Samedi 27 janvier 2018 7:17 lit clavier iPad

Je l’ai faite ma virée ! Et j’en suis transformée. Physiquement d’abord, parce que les tensions se sont déplacées, j’ai toujours mal partout, mais de façon uniforme et confortable. Intellectuellement, je me sens ressourcée, renforcée dans mes convictions qu’il faut une vie équilibrée entre les efforts physiques et les efforts psychiques. J’ai eu beaucoup d’idées en pédalant, j’écrivais dans ma tête, je n’ai pas pris de notes, je sais que les phrases et paragraphes reviendront. Je ne m’inquiète pas. Je me sens bien. Fatiguée et heureuse de l’être. Ce que j’ai produit, pendant ces deux mois, depuis la sortie de Scrivener 3, le guide qui va sortir le 2 février, personne d’autre que moi ne l’a fait. Il est mon ouvrage, le fruit de mon travail. En plus, je suis la première Française à écrire un livre sur Scrivener 3, comme je l’avais fait pour Scrivener for iOS. C’est bon pour le moral.

Hier, je pensais au réveil être trop fatiguée pour travailler encore. C’est souvent dans ces cas-là que j’en fais le plus, une fois l’instant de découragement dépassé.

En descendant au bureau, j’ai vu que Smashwords avait accepté le guide dans le Catalogue Premium. Il serait donc publié chez Apple, Kobo et toutes les librairies numériques en contrat avec la plateforme de Los Gatos. Cela voulait dire que mes paramétrages de compilation en .doc avec Scrivener 3 étaient bons et remplissaient toutes les conditions d’exigence du catalogue. J’ai alors décidé de publier le module des tutoriels anglais, en permafree, en introduction à l’apprentissage du nouveau logiciel.

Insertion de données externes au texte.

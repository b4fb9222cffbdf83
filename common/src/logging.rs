use std::str::FromStr;

use once_cell::sync::OnceCell;
use tracing_subscriber::prelude::*;
use tracing_subscriber::EnvFilter;

type ReloadHandle = Box<dyn Fn(&str) -> Result<(), LoggingError> + Sync + Send>;

static RELOAD_HANDLE: OnceCell<ReloadHandle> = OnceCell::new();

#[derive(Debug, Default, Clone, Copy, PartialEq, Eq, serde::Deserialize)]
#[serde(rename_all = "lowercase")]
pub enum Mode {
	#[default]
	Default,
	Json,
	Pretty,
	Compact,
}

impl FromStr for Mode {
	type Err = LoggingError;

	fn from_str(s: &str) -> Result<Self, Self::Err> {
		match s.to_ascii_lowercase().as_str() {
			"default" => Ok(Self::Default),
			"json" => Ok(Self::Json),
			"pretty" => Ok(Self::Pretty),
			"compact" => Ok(Self::Compact),
			_ => Err(LoggingError::UnknownMode(s.to_owned())),
		}
	}
}

#[derive(Debug, thiserror::Error)]
pub enum LoggingError {
	#[error("unknown logging mode: {0}")]
	UnknownMode(String),
	#[error("invalid logging filter: {0}")]
	InvalidFilter(#[from] tracing_subscriber::filter::ParseError),
	#[error("failed to init logger: {0}")]
	Init(#[from] tracing_subscriber::util::TryInitError),
	#[error("failed to reload logger: {0}")]
	Reload(#[from] tracing_subscriber::reload::Error),
}

/// Installs a subscriber built from `$builder` and returns a handle that swaps
/// its env filter.
macro_rules! install {
	($builder:expr, $env_filter:expr) => {{
		let filter = $builder
			.with_line_number(true)
			.with_file(true)
			.with_env_filter($env_filter)
			.with_filter_reloading();

		let handle = filter.reload_handle();

		filter.finish().try_init()?;

		Box::new(move |level: &str| {
			handle.reload(EnvFilter::from_str(level)?)?;
			Ok(())
		}) as ReloadHandle
	}};
}

/// Initializes the global subscriber on the first call. Later calls only
/// reload the level, the mode is fixed for the lifetime of the process.
pub fn init(level: &str, mode: Mode) -> Result<(), LoggingError> {
	let reload = RELOAD_HANDLE.get_or_try_init(|| {
		let env_filter = EnvFilter::from_str(level)?;

		Ok::<_, LoggingError>(match mode {
			Mode::Default => install!(tracing_subscriber::fmt(), env_filter),
			Mode::Json => install!(tracing_subscriber::fmt().json(), env_filter),
			Mode::Pretty => install!(tracing_subscriber::fmt().pretty(), env_filter),
			Mode::Compact => install!(tracing_subscriber::fmt().compact(), env_filter),
		})
	})?;

	reload(level)
}
use std::sync::Arc;

use pb::business::{UpdateRecordRequest, UpdateRecordResponse};
use tonic::Status;

use crate::api::errors::StoreResultExt;
use crate::api::utils::{ApiRequest, Identity};
use crate::database::RecordPatch;
use crate::global::ApiGlobal;

#[async_trait::async_trait]
impl ApiRequest<UpdateRecordResponse> for tonic::Request<UpdateRecordRequest> {
	async fn process<G: ApiGlobal>(
		&self,
		global: &Arc<G>,
		identity: &Identity,
	) -> tonic::Result<tonic::Response<UpdateRecordResponse>> {
		let req = self.get_ref();
		let user_id = identity.resolve_user_id(&req.user_id)?;
		let id = i64::from(req.id);

		tracing::info!(user_id = %user_id, record_id = req.id, "update record");

		let store = global.record_store();

		let mut record = store
			.find_one(id, &user_id)
			.await
			.into_status("find record")?
			.ok_or_else(|| Status::not_found("Record not found"))?;

		let patch = RecordPatch::from_proto(req);

		if !patch.is_empty() {
			// the row can vanish between the read and the write
			record.updated_at = store
				.update(id, &user_id, &patch)
				.await
				.into_status("update record")?
				.ok_or_else(|| Status::not_found("Record not found"))?;

			patch.apply_to(&mut record);
		}

		Ok(tonic::Response::new(UpdateRecordResponse {
			success: true,
			data: Some(record.into_proto()),
			message: "Record updated successfully".to_string(),
		}))
	}
}
mod record;

pub use record::*;

pub trait DatabaseTable {
	/// The name of the table in the database.
	const NAME: &'static str;
}
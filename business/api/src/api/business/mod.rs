use std::sync::{Arc, Weak};

use pb::business::business_service_server::{BusinessService, BusinessServiceServer};
use pb::business::{
	CreateRecordRequest, CreateRecordResponse, DeleteRecordRequest, DeleteRecordResponse, GetBusinessDataRequest,
	GetBusinessDataResponse, GetRecordByIdRequest, GetRecordByIdResponse, GetRecordsRequest, GetRecordsResponse,
	HealthCheckRequest, HealthCheckResponse, UpdateRecordRequest, UpdateRecordResponse,
};
use tonic::{async_trait, Request, Response};

pub(crate) mod create_record;
pub(crate) mod delete_record;
pub(crate) mod get_business_data;
pub(crate) mod get_record_by_id;
pub(crate) mod get_records;
pub(crate) mod health_check;
pub(crate) mod update_record;

use super::utils::{get_global, ApiRequest, Identity};
use crate::global::ApiGlobal;

pub struct BusinessServer<G: ApiGlobal> {
	global: Weak<G>,
}

impl<G: ApiGlobal> BusinessServer<G> {
	pub fn build(global: &Arc<G>) -> BusinessServiceServer<Self> {
		BusinessServiceServer::new(Self::new(global))
	}

	pub(crate) fn new(global: &Arc<G>) -> Self {
		Self {
			global: Arc::downgrade(global),
		}
	}

	async fn handle<T, R>(&self, request: Request<T>) -> tonic::Result<Response<R>>
	where
		Request<T>: ApiRequest<R>,
	{
		let global = get_global(&self.global)?;

		// set by the identity layer, absent when called without it
		let identity = request.extensions().get::<Identity>().cloned().unwrap_or_default();

		request.process(&global, &identity).await
	}
}

#[async_trait]
impl<G: ApiGlobal> BusinessService for BusinessServer<G> {
	async fn health_check(&self, request: Request<HealthCheckRequest>) -> tonic::Result<Response<HealthCheckResponse>> {
		self.handle(request).await
	}

	async fn get_business_data(
		&self,
		request: Request<GetBusinessDataRequest>,
	) -> tonic::Result<Response<GetBusinessDataResponse>> {
		self.handle(request).await
	}

	async fn create_record(&self, request: Request<CreateRecordRequest>) -> tonic::Result<Response<CreateRecordResponse>> {
		self.handle(request).await
	}

	async fn get_records(&self, request: Request<GetRecordsRequest>) -> tonic::Result<Response<GetRecordsResponse>> {
		self.handle(request).await
	}

	async fn get_record_by_id(
		&self,
		request: Request<GetRecordByIdRequest>,
	) -> tonic::Result<Response<GetRecordByIdResponse>> {
		self.handle(request).await
	}

	async fn update_record(&self, request: Request<UpdateRecordRequest>) -> tonic::Result<Response<UpdateRecordResponse>> {
		self.handle(request).await
	}

	async fn delete_record(&self, request: Request<DeleteRecordRequest>) -> tonic::Result<Response<DeleteRecordResponse>> {
		self.handle(request).await
	}
}
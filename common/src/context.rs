use tokio::sync::mpsc;
use tokio_util::sync::CancellationToken;

/// A cancellation scope shared by every task of the process.
///
/// Each clone keeps the scope alive, so [`Handler::cancel`] only resolves once
/// every task has observed the cancellation and dropped its context.
#[derive(Clone)]
pub struct Context {
	token: CancellationToken,
	_guard: mpsc::Sender<()>,
}

pub struct Handler {
	token: CancellationToken,
	guard: mpsc::Receiver<()>,
}

impl Context {
	#[must_use]
	pub fn new() -> (Self, Handler) {
		let (sender, receiver) = mpsc::channel(1);
		let token = CancellationToken::new();

		(
			Self {
				token: token.clone(),
				_guard: sender,
			},
			Handler {
				token,
				guard: receiver,
			},
		)
	}

	pub async fn done(&self) {
		self.token.cancelled().await
	}

	pub fn is_done(&self) -> bool {
		self.token.is_cancelled()
	}
}

impl Handler {
	/// Waits until every context has been dropped.
	pub async fn done(&mut self) {
		while self.guard.recv().await.is_some() {}
	}

	pub async fn cancel(mut self) {
		self.token.cancel();
		self.done().await;
	}
}
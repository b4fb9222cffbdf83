use std::net::SocketAddr;
use std::sync::Arc;

use anyhow::Context as _;
use tokio::select;
use tonic::transport::Server;

use crate::api::utils::{IdentityLayer, RequestLogLayer};
use crate::global::ApiGlobal;

pub(crate) mod business;
pub(crate) mod errors;
pub(crate) mod utils;

pub use business::BusinessServer;

pub async fn run<G: ApiGlobal>(global: Arc<G>, bind_address: SocketAddr) -> anyhow::Result<()> {
	tracing::info!("gRPC listening on {}", bind_address);

	let server = Server::builder()
		.layer(RequestLogLayer)
		.layer(IdentityLayer)
		.add_service(BusinessServer::<G>::build(&global))
		.serve_with_shutdown(bind_address, async {
			global.ctx().done().await;
		});

	select! {
		_ = global.ctx().done() => {},
		r = server => r.context("grpc server failed")?,
	}

	Ok(())
}
use std::sync::Arc;

use pb::business::{DeleteRecordRequest, DeleteRecordResponse};
use tonic::Status;

use crate::api::errors::StoreResultExt;
use crate::api::utils::{ApiRequest, Identity};
use crate::global::ApiGlobal;

#[async_trait::async_trait]
impl ApiRequest<DeleteRecordResponse> for tonic::Request<DeleteRecordRequest> {
	async fn process<G: ApiGlobal>(
		&self,
		global: &Arc<G>,
		identity: &Identity,
	) -> tonic::Result<tonic::Response<DeleteRecordResponse>> {
		let req = self.get_ref();
		let user_id = identity.resolve_user_id(&req.user_id)?;

		tracing::info!(user_id = %user_id, record_id = req.id, "delete record");

		let deleted = global
			.record_store()
			.soft_delete(i64::from(req.id), &user_id)
			.await
			.into_status("delete record")?;

		if deleted == 0 {
			return Err(Status::not_found("Record not found"));
		}

		Ok(tonic::Response::new(DeleteRecordResponse {
			success: true,
			message: "Record deleted successfully".to_string(),
		}))
	}
}
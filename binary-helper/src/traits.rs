use common::config::LoggingConfig;
use common::context::Context;

pub trait Config {
	fn parse() -> anyhow::Result<Self>
	where
		Self: Sized;

	fn logging(&self) -> &LoggingConfig;

	fn name(&self) -> &str;

	fn pre_hook(&mut self) -> anyhow::Result<()> {
		Ok(())
	}
}

#[allow(async_fn_in_trait)]
pub trait Global<C: Config> {
	async fn new(ctx: Context, config: C) -> anyhow::Result<Self>
	where
		Self: Sized;
}
#![forbid(unsafe_code)]

#[cfg(feature = "config")]
pub mod config;
#[cfg(feature = "context")]
pub mod context;
#[cfg(feature = "logging")]
pub mod logging;
#[cfg(feature = "signal")]
pub mod signal;
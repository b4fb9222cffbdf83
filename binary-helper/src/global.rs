use std::str::FromStr;
use std::sync::Arc;

use anyhow::Context as _;
use common::config::DatabaseConfig;
use sqlx::postgres::{PgConnectOptions, PgPoolOptions};
use sqlx::ConnectOptions;

#[macro_export]
macro_rules! impl_global_traits {
	($struct:ty) => {
		impl binary_helper::global::GlobalCtx for $struct {
			#[inline(always)]
			fn ctx(&self) -> &common::context::Context {
				&self.ctx
			}
		}

		impl binary_helper::global::GlobalConfig for $struct {}
	};
}

pub trait GlobalCtx {
	fn ctx(&self) -> &common::context::Context;
}

pub trait GlobalConfig {
	#[inline(always)]
	fn config<C>(&self) -> &C
	where
		Self: GlobalConfigProvider<C>,
	{
		GlobalConfigProvider::provide_config(self)
	}
}

pub trait GlobalConfigProvider<C> {
	fn provide_config(&self) -> &C;
}

pub async fn setup_database(config: &DatabaseConfig) -> anyhow::Result<Arc<sqlx::PgPool>> {
	let options = PgConnectOptions::from_str(&config.uri)
		.context("invalid database uri")?
		.disable_statement_logging();

	let pool = PgPoolOptions::new()
		.max_connections(config.max_connections)
		.connect_with(options)
		.await
		.context("failed to connect to database")?;

	Ok(Arc::new(pool))
}
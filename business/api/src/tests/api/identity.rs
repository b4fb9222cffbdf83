use std::convert::Infallible;

use http::{HeaderMap, HeaderValue};
use tower::{Layer, ServiceExt};

use crate::api::utils::identity::{X_USER_EMAIL, X_USER_ID, X_USER_NAME, X_USER_ROLE};
use crate::api::utils::{Identity, IdentityLayer};

#[test]
fn test_identity_from_headers() {
	let mut headers = HeaderMap::new();
	headers.append(X_USER_ID, HeaderValue::from_static("u1"));
	headers.append(X_USER_ID, HeaderValue::from_static("u2"));
	headers.append(X_USER_ROLE, HeaderValue::from_static("admin"));
	headers.append(X_USER_EMAIL, HeaderValue::from_static("u1@example.com"));

	assert_eq!(
		Identity::from_headers(&headers),
		Identity {
			user_id: "u1".into(),
			role: "admin".into(),
			name: String::new(),
			email: "u1@example.com".into(),
		}
	);
}

#[test]
fn test_identity_without_user_id() {
	let mut headers = HeaderMap::new();
	headers.append(X_USER_ROLE, HeaderValue::from_static("admin"));
	headers.append(X_USER_NAME, HeaderValue::from_static("Ada"));

	let identity = Identity::from_headers(&headers);

	assert!(identity.is_anonymous());
	assert_eq!(identity, Identity::default());
}

#[test]
fn test_identity_ignores_non_ascii() {
	let mut headers = HeaderMap::new();
	headers.append(X_USER_ID, HeaderValue::from_bytes(b"caf\xc3\xa9").unwrap());

	assert!(Identity::from_headers(&headers).is_anonymous());
}

#[test]
fn test_identity_empty_user_id() {
	let mut headers = HeaderMap::new();
	headers.append(X_USER_ID, HeaderValue::from_static(""));
	headers.append(X_USER_ROLE, HeaderValue::from_static("admin"));

	let identity = Identity::from_headers(&headers);

	assert!(identity.is_anonymous());
	assert_eq!(identity, Identity::default());
	assert_eq!(identity.resolve_user_id("").unwrap_err().code(), tonic::Code::Unauthenticated);
}

#[test]
fn test_resolve_user_id() {
	let identity = Identity {
		user_id: "gateway".into(),
		..Default::default()
	};

	assert_eq!(identity.resolve_user_id("explicit").unwrap(), "explicit");
	assert_eq!(identity.resolve_user_id("").unwrap(), "gateway");

	let err = Identity::default().resolve_user_id("").unwrap_err();
	assert_eq!(err.code(), tonic::Code::Unauthenticated);
	assert_eq!(err.message(), "missing user id");
}

#[tokio::test]
async fn test_identity_layer() {
	let svc = IdentityLayer.layer(tower::service_fn(|req: http::Request<()>| async move {
		Ok::<_, Infallible>(req.extensions().get::<Identity>().cloned())
	}));

	let req = http::Request::builder()
		.uri("/business.BusinessService/GetRecords")
		.header(X_USER_ID, "u1")
		.header(X_USER_NAME, "Ada")
		.body(())
		.unwrap();

	let identity = svc.clone().oneshot(req).await.unwrap().unwrap();
	assert_eq!(identity.user_id, "u1");
	assert_eq!(identity.name, "Ada");
	assert_eq!(identity.role, "");

	let req = http::Request::builder()
		.uri("/business.BusinessService/HealthCheck")
		.body(())
		.unwrap();

	let identity = svc.oneshot(req).await.unwrap().unwrap();
	assert!(identity.is_anonymous());
}
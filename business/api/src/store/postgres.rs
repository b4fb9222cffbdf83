use std::sync::Arc;

use chrono::{DateTime, Utc};
use sqlx::{Postgres, QueryBuilder};

use super::{RecordQuery, RecordStore, StoreError};
use crate::database::{BusinessRecord, DatabaseTable, NewRecord, RecordPatch};

pub struct PgRecordStore {
	db: Arc<sqlx::PgPool>,
}

impl PgRecordStore {
	pub fn new(db: Arc<sqlx::PgPool>) -> Self {
		Self { db }
	}
}

pub(crate) fn insert_query(record: NewRecord) -> QueryBuilder<'static, Postgres> {
	let mut qb = QueryBuilder::default();

	qb.push("INSERT INTO ").push(BusinessRecord::NAME).push(" (");

	let mut seperated = qb.separated(",");

	seperated.push("title");
	seperated.push("description");
	seperated.push("category");
	seperated.push("status");
	seperated.push("priority");
	seperated.push("user_id");
	seperated.push("metadata");

	qb.push(") VALUES (");

	let mut seperated = qb.separated(",");

	seperated.push_bind(record.title);
	seperated.push_bind(record.description);
	seperated.push_bind(record.category);
	seperated.push_bind(record.status);
	seperated.push_bind(record.priority);
	seperated.push_bind(record.user_id);
	seperated.push_bind(record.metadata);

	qb.push(") RETURNING *");

	qb
}

pub(crate) fn find_query(query: &RecordQuery) -> QueryBuilder<'static, Postgres> {
	let mut qb = QueryBuilder::default();

	qb.push("SELECT * FROM ").push(BusinessRecord::NAME).push(" WHERE ");

	let mut seperated = qb.separated(" AND ");

	seperated.push("user_id = ");
	seperated.push_bind_unseparated(query.user_id.clone());
	seperated.push("deleted_at IS NULL");

	if let Some(category) = &query.category {
		seperated.push("category = ");
		seperated.push_bind_unseparated(category.clone());
	}

	if let Some(status) = &query.status {
		seperated.push("status = ");
		seperated.push_bind_unseparated(status.clone());
	}

	if query.newest_first {
		qb.push(" ORDER BY created_at DESC");
	}

	qb.push(" LIMIT ").push_bind(query.limit);

	if query.offset > 0 {
		qb.push(" OFFSET ").push_bind(query.offset);
	}

	qb
}

pub(crate) fn count_query(user_id: &str) -> QueryBuilder<'static, Postgres> {
	let mut qb = QueryBuilder::default();

	qb.push("SELECT COUNT(*) FROM ")
		.push(BusinessRecord::NAME)
		.push(" WHERE user_id = ")
		.push_bind(user_id.to_string())
		.push(" AND deleted_at IS NULL");

	qb
}

pub(crate) fn find_one_query(id: i64, user_id: &str) -> QueryBuilder<'static, Postgres> {
	let mut qb = QueryBuilder::default();

	qb.push("SELECT * FROM ")
		.push(BusinessRecord::NAME)
		.push(" WHERE id = ")
		.push_bind(id)
		.push(" AND user_id = ")
		.push_bind(user_id.to_string())
		.push(" AND deleted_at IS NULL");

	qb
}

/// Returns `None` for an empty patch, there is nothing to write.
pub(crate) fn update_query(id: i64, user_id: &str, patch: &RecordPatch) -> Option<QueryBuilder<'static, Postgres>> {
	if patch.is_empty() {
		return None;
	}

	let mut qb = QueryBuilder::default();

	qb.push("UPDATE ").push(BusinessRecord::NAME).push(" SET ");

	let mut seperated = qb.separated(", ");

	if let Some(title) = &patch.title {
		seperated.push("title = ");
		seperated.push_bind_unseparated(title.clone());
	}

	if let Some(description) = &patch.description {
		seperated.push("description = ");
		seperated.push_bind_unseparated(description.clone());
	}

	if let Some(category) = &patch.category {
		seperated.push("category = ");
		seperated.push_bind_unseparated(category.clone());
	}

	if let Some(status) = &patch.status {
		seperated.push("status = ");
		seperated.push_bind_unseparated(status.clone());
	}

	if let Some(priority) = patch.priority {
		seperated.push("priority = ");
		seperated.push_bind_unseparated(priority);
	}

	if let Some(metadata) = &patch.metadata {
		seperated.push("metadata = ");
		seperated.push_bind_unseparated(metadata.clone());
	}

	seperated.push("updated_at = NOW()");

	qb.push(" WHERE id = ")
		.push_bind(id)
		.push(" AND user_id = ")
		.push_bind(user_id.to_string())
		.push(" AND deleted_at IS NULL RETURNING updated_at");

	Some(qb)
}

pub(crate) fn delete_query(id: i64, user_id: &str) -> QueryBuilder<'static, Postgres> {
	let mut qb = QueryBuilder::default();

	qb.push("UPDATE ")
		.push(BusinessRecord::NAME)
		.push(" SET deleted_at = NOW() WHERE id = ")
		.push_bind(id)
		.push(" AND user_id = ")
		.push_bind(user_id.to_string())
		.push(" AND deleted_at IS NULL");

	qb
}

#[async_trait::async_trait]
impl RecordStore for PgRecordStore {
	async fn insert(&self, record: NewRecord) -> Result<BusinessRecord, StoreError> {
		Ok(insert_query(record).build_query_as().fetch_one(self.db.as_ref()).await?)
	}

	async fn find(&self, query: &RecordQuery) -> Result<Vec<BusinessRecord>, StoreError> {
		Ok(find_query(query).build_query_as().fetch_all(self.db.as_ref()).await?)
	}

	async fn count(&self, user_id: &str) -> Result<i64, StoreError> {
		Ok(count_query(user_id).build_query_scalar().fetch_one(self.db.as_ref()).await?)
	}

	async fn find_one(&self, id: i64, user_id: &str) -> Result<Option<BusinessRecord>, StoreError> {
		Ok(find_one_query(id, user_id)
			.build_query_as()
			.fetch_optional(self.db.as_ref())
			.await?)
	}

	async fn update(&self, id: i64, user_id: &str, patch: &RecordPatch) -> Result<Option<DateTime<Utc>>, StoreError> {
		let Some(mut qb) = update_query(id, user_id, patch) else {
			return Ok(self.find_one(id, user_id).await?.map(|record| record.updated_at));
		};

		Ok(qb.build_query_scalar().fetch_optional(self.db.as_ref()).await?)
	}

	async fn soft_delete(&self, id: i64, user_id: &str) -> Result<u64, StoreError> {
		Ok(delete_query(id, user_id).build().execute(self.db.as_ref()).await?.rows_affected())
	}
}
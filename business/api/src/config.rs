#[derive(Debug, Clone, PartialEq, serde::Deserialize)]
#[serde(default)]
pub struct BusinessConfig {
	/// The service name reported by the health check
	pub service_name: String,

	/// Apply the bundled schema migrations on startup
	pub run_migrations: bool,
}

impl Default for BusinessConfig {
	fn default() -> Self {
		Self {
			service_name: "business-grpc".to_string(),
			run_migrations: true,
		}
	}
}
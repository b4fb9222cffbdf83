use tonic::Status;

use crate::store::StoreError;

pub trait StoreResultExt<T> {
	/// Logs the error and turns it into an internal status, `action` reads as
	/// "failed to {action}".
	fn into_status(self, action: &str) -> tonic::Result<T>;
}

impl<T> StoreResultExt<T> for Result<T, StoreError> {
	fn into_status(self, action: &str) -> tonic::Result<T> {
		self.map_err(|err| {
			tracing::error!(err = %err, "failed to {action}");
			Status::internal(format!("failed to {action}: {err}"))
		})
	}
}
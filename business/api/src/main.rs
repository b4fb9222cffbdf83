use std::sync::Arc;

use anyhow::Context as _;
use binary_helper::global::setup_database;
use binary_helper::{bootstrap, impl_global_traits};
use business_api::config::BusinessConfig;
use business_api::store::{PgRecordStore, RecordStore};
use common::context::Context;

#[derive(Debug, Clone, Default, PartialEq, serde::Deserialize)]
#[serde(default)]
struct ExtConfig {
	/// The business service configuration.
	business: BusinessConfig,
}

impl binary_helper::config::ConfigExtention for ExtConfig {
	const APP_NAME: &'static str = "business-grpc";
}

type AppConfig = binary_helper::config::AppConfig<ExtConfig>;

struct GlobalState {
	ctx: Context,
	config: AppConfig,
	record_store: Arc<dyn RecordStore>,
}

impl_global_traits!(GlobalState);

impl binary_helper::global::GlobalConfigProvider<BusinessConfig> for GlobalState {
	#[inline(always)]
	fn provide_config(&self) -> &BusinessConfig {
		&self.config.extra.business
	}
}

impl business_api::global::ApiState for GlobalState {
	#[inline(always)]
	fn record_store(&self) -> &Arc<dyn RecordStore> {
		&self.record_store
	}
}

impl binary_helper::Global<AppConfig> for GlobalState {
	async fn new(ctx: Context, config: AppConfig) -> anyhow::Result<Self> {
		let db = setup_database(&config.database).await?;

		tracing::info!("connected to database");

		if config.extra.business.run_migrations {
			sqlx::migrate!("./migrations")
				.run(db.as_ref())
				.await
				.context("failed to run migrations")?;

			tracing::info!("database migrations applied");
		}

		let record_store = Arc::new(PgRecordStore::new(db));

		Ok(Self {
			ctx,
			config,
			record_store,
		})
	}
}

#[tokio::main]
pub async fn main() {
	if let Err(err) = bootstrap::<AppConfig, GlobalState, _>(|global| async move {
		if let Some(file) = &global.config.config_file {
			tracing::info!(file = file, "loaded config from file");
		}

		tracing::info!("authentication is handled by the upstream gateway, trusting identity headers");

		let bind_address = global.config.grpc.bind_address;

		business_api::api::run(global, bind_address)
			.await
			.context("grpc server stopped unexpectedly")
	})
	.await
	{
		tracing::error!("{:#}", err);
		std::process::exit(1);
	}
}
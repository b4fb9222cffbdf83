use walkdir::WalkDir;

const PROTO_DIR: &str = env!("CARGO_MANIFEST_DIR");

fn main() {
	let mut config = prost_build::Config::new();

	config.protoc_arg("--experimental_allow_proto3_optional");

	let proto_files = WalkDir::new(PROTO_DIR)
		.follow_links(true)
		.into_iter()
		.filter_map(|e| e.ok())
		.filter(|e| e.path().extension() == Some(std::ffi::OsStr::new("proto")))
		.map(|e| {
			let path = e.path().display().to_string();
			println!("cargo:rerun-if-changed={}", path);
			path
		})
		.collect::<Vec<_>>();

	tonic_build::configure()
		.build_client(true)
		.build_server(true)
		.compile_with_config(config, &proto_files, &[PROTO_DIR])
		.expect("failed to compile protos");
}
use std::sync::Arc;

use pb::business::{CreateRecordRequest, CreateRecordResponse};

use crate::api::errors::StoreResultExt;
use crate::api::utils::{ApiRequest, Identity};
use crate::database::NewRecord;
use crate::global::ApiGlobal;

#[async_trait::async_trait]
impl ApiRequest<CreateRecordResponse> for tonic::Request<CreateRecordRequest> {
	async fn process<G: ApiGlobal>(
		&self,
		global: &Arc<G>,
		identity: &Identity,
	) -> tonic::Result<tonic::Response<CreateRecordResponse>> {
		let req = self.get_ref();
		let user_id = identity.resolve_user_id(&req.user_id)?;

		tracing::info!(user_id = %user_id, "create record");

		let record = global
			.record_store()
			.insert(NewRecord::from_proto(req, user_id))
			.await
			.into_status("create record")?;

		Ok(tonic::Response::new(CreateRecordResponse {
			success: true,
			data: Some(record.into_proto()),
			message: "Record created successfully".to_string(),
		}))
	}
}
mod timestamp;

pub use timestamp::{to_datetime, TimestampExt};
use std::sync::Arc;

use binary_helper::global::{GlobalConfig, GlobalConfigProvider, GlobalCtx};

use crate::config::BusinessConfig;
use crate::store::RecordStore;

pub trait ApiState {
	fn record_store(&self) -> &Arc<dyn RecordStore>;
}

pub trait ApiGlobal: GlobalCtx + GlobalConfigProvider<BusinessConfig> + GlobalConfig + ApiState + Send + Sync + 'static {}

impl<T> ApiGlobal for T where
	T: GlobalCtx + GlobalConfigProvider<BusinessConfig> + GlobalConfig + ApiState + Send + Sync + 'static
{
}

Là, au moment de remplir la fiche d’enregistrement du livre sur le site de Smashwords, j’ai vu que ma couverture, bâclée pour le PDF envoyé aux bêta-lecteurs, ne remplissaient pas les conditions demandées par Smashwords. Je l’ai copiée, mise sur clé USB, branchée au vieil iMac de 98, le premier iMac de l’histoire d’Apple, qui me sert toujours. J’ai ouvert Photoshop, la version antique aussi, 4 je crois, j’ai converti la taille (1400 px de large) et la définition de l’image (300 dpi). La couverture a été acceptée sans façon par Smashwords.

J’ai fait un mail à Adam, mon cher graphiste, pour lui dire que j’avais besoin de sa pâte ou de sa patte professionnelle pour harmoniser cette couverture avec les précédentes. Il était d’accord. Je passerais commande après une virée à vélo devenue vitale pour aller voir la mer et prendre l’air.

J’ai publié le module des Tutoriels anglais, sans problème avec les paramètres enregistrés dans mes Formats sur Scrivener 3, et j’avais fini à 11:29. Il était temps de partir. Je m’arrêterais à Kergroës pour prendre un sandwich et de quoi grignoter à Trenez. Il faisait beau, mais des nuages commençaient à obscurcir le ciel. Facebook m’avait avisée que la pluie arrivait et que je devais rester à l’abri !

Après avoir fait quelques achats au Proxi de Kergroës, que j’aime bien parce qu’il est à échelle humaine, j’ai tourné sur un chemin évitant la remontée après le tournant de la route de Trenez. Je restais sur le haut de la courbe de niveau, en trottinant parfois pour ne pas descendre de vélo, c’était praticable.

J’ai vu la mer. Toujours un choc dans le plexus solaire. Puis j’ai senti l’odeur particulière de la terre des champs alentours, du varech et des embruns. Arrivée au-dessus de « l’île des marches » comme l’appelait Samson dans son dessin au rotring et laque sur Canson, j’ai discuté avec une dame à cheveux gris qui remontaient la côte venant du parking de la plage, à pied, en tenant son vélo à la main. Elle n’habite Moëlan que depuis deux ans et découvre aussi la commune à vélo. Parfois elle attache son vélo à un poteau, comme j’allais le faire pour le mien, et continue à pied sur les sentiers côtiers. Je ne suis pas encore assez entraînée pour en faire autant. Elle a des jumelles et observe les Glenan, où elle est allée en avril dernier avec un naturaliste, une sortie pour l’observation du narcisse des Glenan, que je devrais faire moi aussi, pour revoir le site important d’un épisode de ma jeunesse, avec Simone Morand et ses enfants.

Nous nous reverrons peut-être au fil de nos virées à vélo. Elle habite près de Kergroës. J’étais heureuse de voir que je ne suis pas seule à faire ce genre de sortie en intimité secrète avec la nature à l’heure où les gens mangent chez eux. C’est stimulant.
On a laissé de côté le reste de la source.